Scientific classification
- Kingdom: Plantae
- Clade: Tracheophytes
- Clade: Angiosperms
- Clade: Eudicots
- Order: Caryophyllales
- Family: Amaranthaceae
- Genus: Beta
- Species: B. nana
- Binomial name: Beta nana Boiss. & Heldr.

= Beta nana =

- Genus: Beta
- Species: nana
- Authority: Boiss. & Heldr.
- Conservation status: VU

Species of flowering plant

Beta nana, the dwarf beet, is a species of flowering perennial plant in the family Amaranthaceae endemic to the mountains of central and southern Greece.

==Description==
B. nana is a small, diploid perennial plant with a prostrate growth habit and a rosette of leaves 10–20 cm in diameter, depending on the fertility of the soil. The inflorescences are procumbent, meaning they lie flat on the ground, and they hold 10–25 flowers each. The inflorescence is covered in small orbicular bracts, and flowers arise from the axils of these bracts. The flowers are hermaphrodite and able to self-pollinate. The fruit is a hard, monogerm seedball that dehisces while still green.

==Taxonomy==
The species Beta nana was first published in 1846 by Boiss. & Heldr.

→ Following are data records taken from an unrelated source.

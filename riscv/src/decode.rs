//! The decode module splits a 32-bit instruction word into its I-type fields and recognizes the
//! SYSTEM-opcode instructions that trap when a guest executes them without real privilege.

use core::fmt;

use crate::csr::{CsrAddress, CSR_ADDRESS_MASK};

/// The SYSTEM major opcode. Every privileged instruction lives here.
pub const SYSTEM_OPCODE: u32 = 0x73;
/// Width in bytes of an uncompressed instruction.
pub const INSTRUCTION_WIDTH: u64 = 4;

const ECALL_IMM: u32 = 0x000;
const EBREAK_IMM: u32 = 0x001;
const SRET_IMM: u32 = 0x102;
const MRET_IMM: u32 = 0x302;

/// The raw fields of an I-type instruction.
#[derive(Debug, Clone, Copy, PartialEq, Eq)]
pub struct Fields {
    pub opcode: u32,
    pub rd: u32,
    pub funct3: u32,
    pub rs1: u32,
    pub imm: u32,
}

impl Fields {
    pub const fn from_raw(inst: u32) -> Self {
        Self {
            opcode: inst & 0x0000007f,
            rd: (inst & 0x00000f80) >> 7,
            funct3: (inst & 0x00007000) >> 12,
            rs1: (inst & 0x000f8000) >> 15,
            imm: (inst >> 20) & CSR_ADDRESS_MASK,
        }
    }
}

/// The read-modify-write operation of a CSR instruction.
#[derive(Debug, Clone, Copy, PartialEq, Eq)]
pub enum CsrOp {
    /// csrrw / csrrwi: replace the register.
    Swap,
    /// csrrs / csrrsi: OR the operand into the register.
    Set,
    /// csrrc / csrrci: clear the operand's bits from the register.
    Clear,
}

impl CsrOp {
    /// The new register value given the `old` value and the operand.
    pub const fn apply(self, old: u64, operand: u64) -> u64 {
        match self {
            CsrOp::Swap => operand,
            CsrOp::Set => old | operand,
            CsrOp::Clear => old & !operand,
        }
    }
}

/// The source of a CSR instruction's operand.
#[derive(Debug, Clone, Copy, PartialEq, Eq)]
pub enum CsrOperand {
    /// A general-purpose register number.
    Register(u32),
    /// A 5-bit zero-extended literal carried in the rs1 field.
    Immediate(u32),
}

impl CsrOperand {
    /// The raw 5-bit rs1 field the operand came from.
    pub const fn field(&self) -> u32 {
        match self {
            CsrOperand::Register(reg) => *reg,
            CsrOperand::Immediate(uimm) => *uimm,
        }
    }
}

/// A decoded SYSTEM instruction.
#[derive(Debug, Clone, Copy, PartialEq, Eq)]
pub enum SystemInst {
    Ecall,
    Ebreak,
    Sret,
    Mret,
    Csr {
        op: CsrOp,
        csr: CsrAddress,
        rd: u32,
        operand: CsrOperand,
    },
}

impl SystemInst {
    pub fn name(&self) -> &'static str {
        match self {
            SystemInst::Ecall => "ecall",
            SystemInst::Ebreak => "ebreak",
            SystemInst::Sret => "sret",
            SystemInst::Mret => "mret",
            SystemInst::Csr { op, operand, .. } => match (op, operand) {
                (CsrOp::Swap, CsrOperand::Register(_)) => "csrrw",
                (CsrOp::Set, CsrOperand::Register(_)) => "csrrs",
                (CsrOp::Clear, CsrOperand::Register(_)) => "csrrc",
                (CsrOp::Swap, CsrOperand::Immediate(_)) => "csrrwi",
                (CsrOp::Set, CsrOperand::Immediate(_)) => "csrrsi",
                (CsrOp::Clear, CsrOperand::Immediate(_)) => "csrrci",
            },
        }
    }
}

/// Why an instruction word is not an emulatable SYSTEM instruction.
#[derive(Debug, Clone, Copy, PartialEq, Eq)]
pub enum DecodeError {
    /// The major opcode is not SYSTEM.
    NotSystem { inst: u32 },
    /// funct3 selects no supported form (0b100 is reserved).
    UnsupportedFunct3 { inst: u32, funct3: u32 },
    /// funct3 is 0 but the immediate/operand fields name no supported instruction.
    UnsupportedSystem { inst: u32 },
}

impl fmt::Display for DecodeError {
    fn fmt(&self, f: &mut fmt::Formatter<'_>) -> fmt::Result {
        match self {
            DecodeError::NotSystem { inst } => {
                write!(f, "{:#010x} is not a system instruction", inst)
            }
            DecodeError::UnsupportedFunct3 { inst, funct3 } => {
                write!(f, "{:#010x} has unsupported funct3 {:#x}", inst, funct3)
            }
            DecodeError::UnsupportedSystem { inst } => {
                write!(f, "{:#010x} is not a supported privileged instruction", inst)
            }
        }
    }
}

impl core::error::Error for DecodeError {}

/// Decode a faulting instruction word.
pub fn decode(inst: u32) -> Result<SystemInst, DecodeError> {
    let fields = Fields::from_raw(inst);
    if fields.opcode != SYSTEM_OPCODE {
        return Err(DecodeError::NotSystem { inst });
    }

    let csr = fields.imm as CsrAddress;
    let csr_inst = |op, operand| SystemInst::Csr {
        op,
        csr,
        rd: fields.rd,
        operand,
    };

    match fields.funct3 {
        0x0 => {
            // ECALL, EBREAK and the trap returns carry no operands.
            if fields.rd != 0 || fields.rs1 != 0 {
                return Err(DecodeError::UnsupportedSystem { inst });
            }
            match fields.imm {
                ECALL_IMM => Ok(SystemInst::Ecall),
                EBREAK_IMM => Ok(SystemInst::Ebreak),
                SRET_IMM => Ok(SystemInst::Sret),
                MRET_IMM => Ok(SystemInst::Mret),
                _ => Err(DecodeError::UnsupportedSystem { inst }),
            }
        }
        0x1 => Ok(csr_inst(CsrOp::Swap, CsrOperand::Register(fields.rs1))),
        0x2 => Ok(csr_inst(CsrOp::Set, CsrOperand::Register(fields.rs1))),
        0x3 => Ok(csr_inst(CsrOp::Clear, CsrOperand::Register(fields.rs1))),
        0x5 => Ok(csr_inst(CsrOp::Swap, CsrOperand::Immediate(fields.rs1))),
        0x6 => Ok(csr_inst(CsrOp::Set, CsrOperand::Immediate(fields.rs1))),
        0x7 => Ok(csr_inst(CsrOp::Clear, CsrOperand::Immediate(fields.rs1))),
        funct3 => Err(DecodeError::UnsupportedFunct3 { inst, funct3 }),
    }
}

B. nana is often treated as the sole species of the Nanae section of the Beta genus. However, it is closely related to the Corollinae section, and some authors treat it as part of the Corollinae section.

==Distribution and habitat==
B. nana is endemic to the mountains of central and southern Greece. It mostly grows on the east and northeast slopes of mountains at elevations of 1700–2800 meters, where the climate is cool and moist. It grows on limestone soils in open areas dominated by short plants, in disturbed areas, and in rocky crevices.

In 2009, it was estimated that the population was stable with a total of 5,000 plants, but its habitat is potentially vulnerable to climate change.

==Ecology==
Most sites inhabited by B. nana are grazed by goats and sheep. A small degree of grazing keeps nearby plants short, which may help the smaller B. nana to survive. The plant flowers from June to August. Its seeds are dispersed by meltwater flows, grazing animals, and birds.

==Uses==
B. nana is edible. Its resistance to cold has potential in efforts to improve the sugar beet.